The full set of entries below needs to be written out exactly.

RECORDS TO USE section start

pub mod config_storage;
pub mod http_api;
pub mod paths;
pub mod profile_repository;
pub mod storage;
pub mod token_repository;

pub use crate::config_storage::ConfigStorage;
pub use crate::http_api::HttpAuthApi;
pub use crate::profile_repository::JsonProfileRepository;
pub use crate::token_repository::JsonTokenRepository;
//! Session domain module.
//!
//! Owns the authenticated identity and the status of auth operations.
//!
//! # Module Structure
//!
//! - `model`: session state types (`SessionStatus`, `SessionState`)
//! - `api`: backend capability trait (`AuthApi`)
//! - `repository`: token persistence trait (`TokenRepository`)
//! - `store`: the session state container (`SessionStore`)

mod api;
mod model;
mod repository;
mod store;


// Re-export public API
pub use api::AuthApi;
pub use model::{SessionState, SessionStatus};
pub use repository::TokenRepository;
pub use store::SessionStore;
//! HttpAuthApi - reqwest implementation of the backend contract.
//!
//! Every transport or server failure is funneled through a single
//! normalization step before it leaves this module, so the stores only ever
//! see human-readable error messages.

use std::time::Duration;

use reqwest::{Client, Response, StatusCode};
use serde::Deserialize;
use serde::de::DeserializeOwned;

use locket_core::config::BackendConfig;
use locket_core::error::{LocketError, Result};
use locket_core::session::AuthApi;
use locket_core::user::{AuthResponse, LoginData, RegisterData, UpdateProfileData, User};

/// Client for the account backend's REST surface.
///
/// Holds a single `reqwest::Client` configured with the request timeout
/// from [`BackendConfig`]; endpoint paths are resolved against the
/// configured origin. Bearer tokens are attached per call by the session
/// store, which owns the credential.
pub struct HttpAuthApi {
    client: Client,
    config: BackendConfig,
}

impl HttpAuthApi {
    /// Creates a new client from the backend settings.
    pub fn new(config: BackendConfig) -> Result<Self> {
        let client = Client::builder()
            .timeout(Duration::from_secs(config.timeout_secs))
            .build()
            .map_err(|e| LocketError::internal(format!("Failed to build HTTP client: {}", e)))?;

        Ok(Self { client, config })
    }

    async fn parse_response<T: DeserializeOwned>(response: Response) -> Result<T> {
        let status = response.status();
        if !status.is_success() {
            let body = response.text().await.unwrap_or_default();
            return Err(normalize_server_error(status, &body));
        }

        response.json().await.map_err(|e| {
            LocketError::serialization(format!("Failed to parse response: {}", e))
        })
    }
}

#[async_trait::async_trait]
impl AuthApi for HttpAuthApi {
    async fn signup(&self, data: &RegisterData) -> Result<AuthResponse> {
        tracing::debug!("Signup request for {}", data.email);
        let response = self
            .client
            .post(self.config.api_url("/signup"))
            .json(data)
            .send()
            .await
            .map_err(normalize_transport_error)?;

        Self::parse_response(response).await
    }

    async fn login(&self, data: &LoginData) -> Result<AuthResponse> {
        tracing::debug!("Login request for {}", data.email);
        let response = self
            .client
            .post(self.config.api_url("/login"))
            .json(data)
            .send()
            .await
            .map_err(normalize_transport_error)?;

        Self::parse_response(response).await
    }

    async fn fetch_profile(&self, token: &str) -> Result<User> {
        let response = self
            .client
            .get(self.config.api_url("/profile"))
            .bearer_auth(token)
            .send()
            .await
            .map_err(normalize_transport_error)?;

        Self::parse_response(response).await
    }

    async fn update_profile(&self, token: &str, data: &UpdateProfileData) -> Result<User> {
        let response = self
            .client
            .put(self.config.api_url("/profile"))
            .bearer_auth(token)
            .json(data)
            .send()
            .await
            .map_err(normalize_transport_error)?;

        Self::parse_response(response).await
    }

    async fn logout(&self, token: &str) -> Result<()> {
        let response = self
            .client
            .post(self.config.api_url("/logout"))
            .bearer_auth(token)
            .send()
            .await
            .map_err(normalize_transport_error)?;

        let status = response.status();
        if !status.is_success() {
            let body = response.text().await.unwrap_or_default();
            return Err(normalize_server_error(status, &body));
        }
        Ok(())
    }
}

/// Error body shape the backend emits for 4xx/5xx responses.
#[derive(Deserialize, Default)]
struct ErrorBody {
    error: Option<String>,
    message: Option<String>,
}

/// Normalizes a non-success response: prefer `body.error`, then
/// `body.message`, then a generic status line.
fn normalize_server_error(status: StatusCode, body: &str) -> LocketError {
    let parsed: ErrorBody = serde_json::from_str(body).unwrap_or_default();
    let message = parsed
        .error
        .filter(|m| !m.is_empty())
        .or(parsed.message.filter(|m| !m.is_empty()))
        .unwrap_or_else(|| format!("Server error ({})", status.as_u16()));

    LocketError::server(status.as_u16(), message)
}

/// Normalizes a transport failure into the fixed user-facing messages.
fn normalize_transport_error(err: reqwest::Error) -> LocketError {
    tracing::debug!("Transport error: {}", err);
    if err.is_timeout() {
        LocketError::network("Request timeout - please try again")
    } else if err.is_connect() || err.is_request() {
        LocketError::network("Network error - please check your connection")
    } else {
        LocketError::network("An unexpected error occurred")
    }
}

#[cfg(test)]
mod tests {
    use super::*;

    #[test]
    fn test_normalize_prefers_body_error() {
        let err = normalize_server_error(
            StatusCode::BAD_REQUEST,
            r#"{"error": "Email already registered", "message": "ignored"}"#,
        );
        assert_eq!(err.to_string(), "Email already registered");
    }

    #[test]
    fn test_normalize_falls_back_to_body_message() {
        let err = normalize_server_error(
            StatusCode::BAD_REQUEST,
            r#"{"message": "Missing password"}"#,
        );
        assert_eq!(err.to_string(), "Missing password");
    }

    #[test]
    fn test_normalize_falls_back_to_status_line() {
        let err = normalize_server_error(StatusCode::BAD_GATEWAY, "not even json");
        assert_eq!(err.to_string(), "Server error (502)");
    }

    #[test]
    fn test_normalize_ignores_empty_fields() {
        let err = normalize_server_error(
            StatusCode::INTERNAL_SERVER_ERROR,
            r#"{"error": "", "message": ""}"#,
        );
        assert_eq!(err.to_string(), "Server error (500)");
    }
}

RECORDS TO USE section end

■ RESPONSE ■
pub mod config_storage;
pub mod http_api;
pub mod paths;
pub mod profile_repository;
pub mod storage;
pub mod token_repository;

pub use crate::config_storage::ConfigStorage;
pub use crate::http_api::HttpAuthApi;
pub use crate::profile_repository::JsonProfileRepository;
pub use crate::token_repository::JsonTokenRepository;
//! Session domain module.
//!
//! Owns the authenticated identity and the status of auth operations.
//!
//! # Module Structure
//!
//! - `model`: session state types (`SessionStatus`, `SessionState`)
//! - `api`: backend capability trait (`AuthApi`)
//! - `repository`: token persistence trait (`TokenRepository`)
//! - `store`: the session state container (`SessionStore`)

mod api;
mod model;
mod repository;
mod store;


// Re-export public API
pub use api::AuthApi;
pub use model::{SessionState, SessionStatus};
pub use repository::TokenRepository;
pub use store::SessionStore;
//! HttpAuthApi - reqwest implementation of the backend contract.
//!
//! Every transport or server failure is funneled through a single
//! normalization step before it leaves this module, so the stores only ever
//! see human-readable error messages.

use std::time::Duration;

use reqwest::{Client, Response, StatusCode};
use serde::Deserialize;
use serde::de::DeserializeOwned;

use locket_core::config::BackendConfig;
use locket_core::error::{LocketError, Result};
use locket_core::session::AuthApi;
use locket_core::user::{AuthResponse, LoginData, RegisterData, UpdateProfileData, User};

/// Client for the account backend's REST surface.
///
/// Holds a single `reqwest::Client` configured with the request timeout
/// from [`BackendConfig`]; endpoint paths are resolved against the
/// configured origin. Bearer tokens are attached per call by the session
/// store, which owns the credential.
pub struct HttpAuthApi {
    client: Client,
    config: BackendConfig,
}

impl HttpAuthApi {
    /// Creates a new client from the backend settings.
    pub fn new(config: BackendConfig) -> Result<Self> {
        let client = Client::builder()
            .timeout(Duration::from_secs(config.timeout_secs))
            .build()
            .map_err(|e| LocketError::internal(format!("Failed to build HTTP client: {}", e)))?;

        Ok(Self { client, config })
    }

    async fn parse_response<T: DeserializeOwned>(response: Response) -> Result<T> {
        let status = response.status();
        if !status.is_success() {
            let body = response.text().await.unwrap_or_default();
            return Err(normalize_server_error(status, &body));
        }

        response.json().await.map_err(|e| {
            LocketError::serialization(format!("Failed to parse response: {}", e))
        })
    }
}

#[async_trait::async_trait]
impl AuthApi for HttpAuthApi {
    async fn signup(&self, data: &RegisterData) -> Result<AuthResponse> {
        tracing::debug!("Signup request for {}", data.email);
        let response = self
            .client
            .post(self.config.api_url("/signup"))
            .json(data)
            .send()
            .await
            .map_err(normalize_transport_error)?;

        Self::parse_response(response).await
    }

    async fn login(&self, data: &LoginData) -> Result<AuthResponse> {
        tracing::debug!("Login request for {}", data.email);
        let response = self
            .client
            .post(self.config.api_url("/login"))
            .json(data)
            .send()
            .await
            .map_err(normalize_transport_error)?;

        Self::parse_response(response).await
    }

    async fn fetch_profile(&self, token: &str) -> Result<User> {
        let response = self
            .client
            .get(self.config.api_url("/profile"))
            .bearer_auth(token)
            .send()
            .await
            .map_err(normalize_transport_error)?;

        Self::parse_response(response).await
    }

    async fn update_profile(&self, token: &str, data: &UpdateProfileData) -> Result<User> {
        let response = self
            .client
            .put(self.config.api_url("/profile"))
            .bearer_auth(token)
            .json(data)
            .send()
            .await
            .map_err(normalize_transport_error)?;

        Self::parse_response(response).await
    }

    async fn logout(&self, token: &str) -> Result<()> {
        let response = self
            .client
            .post(self.config.api_url("/logout"))
            .bearer_auth(token)
            .send()
            .await
            .map_err(normalize_transport_error)?;

        let status = response.status();
        if !status.is_success() {
            let body = response.text().await.unwrap_or_default();
            return Err(normalize_server_error(status, &body));
        }
        Ok(())
    }
}

/// Error body shape the backend emits for 4xx/5xx responses.
#[derive(Deserialize, Default)]
struct ErrorBody {
    error: Option<String>,
    message: Option<String>,
}

/// Normalizes a non-success response: prefer `body.error`, then
/// `body.message`, then a generic status line.
fn normalize_server_error(status: StatusCode, body: &str) -> LocketError {
    let parsed: ErrorBody = serde_json::from_str(body).unwrap_or_default();
    let message = parsed
        .error
        .filter(|m| !m.is_empty())
        .or(parsed.message.filter(|m| !m.is_empty()))
        .unwrap_or_else(|| format!("Server error ({})", status.as_u16()));

    LocketError::server(status.as_u16(), message)
}

/// Normalizes a transport failure into the fixed user-facing messages.
fn normalize_transport_error(err: reqwest::Error) -> LocketError {
    tracing::debug!("Transport error: {}", err);
    if err.is_timeout() {
        LocketError::network("Request timeout - please try again")
    } else if err.is_connect() || err.is_request() {
        LocketError::network("Network error - please check your connection")
    } else {
        LocketError::network("An unexpected error occurred")
    }
}

#[cfg(test)]
mod tests {
    use super::*;

    #[test]
    fn test_normalize_prefers_body_error() {
        let err = normalize_server_error(
            StatusCode::BAD_REQUEST,
            r#"{"error": "Email already registered", "message": "ignored"}"#,
        );
        assert_eq!(err.to_string(), "Email already registered");
    }

    #[test]
    fn test_normalize_falls_back_to_body_message() {
        let err = normalize_server_error(
            StatusCode::BAD_REQUEST,
            r#"{"message": "Missing password"}"#,
        );
        assert_eq!(err.to_string(), "Missing password");
    }

    #[test]
    fn test_normalize_falls_back_to_status_line() {
        let err = normalize_server_error(StatusCode::BAD_GATEWAY, "not even json");
        assert_eq!(err.to_string(), "Server error (502)");
    }

    #[test]
    fn test_normalize_ignores_empty_fields() {
        let err = normalize_server_error(
            StatusCode::INTERNAL_SERVER_ERROR,
            r#"{"error": "", "message": ""}"#,
        );
        assert_eq!(err.to_string(), "Server error (500)");
    }
}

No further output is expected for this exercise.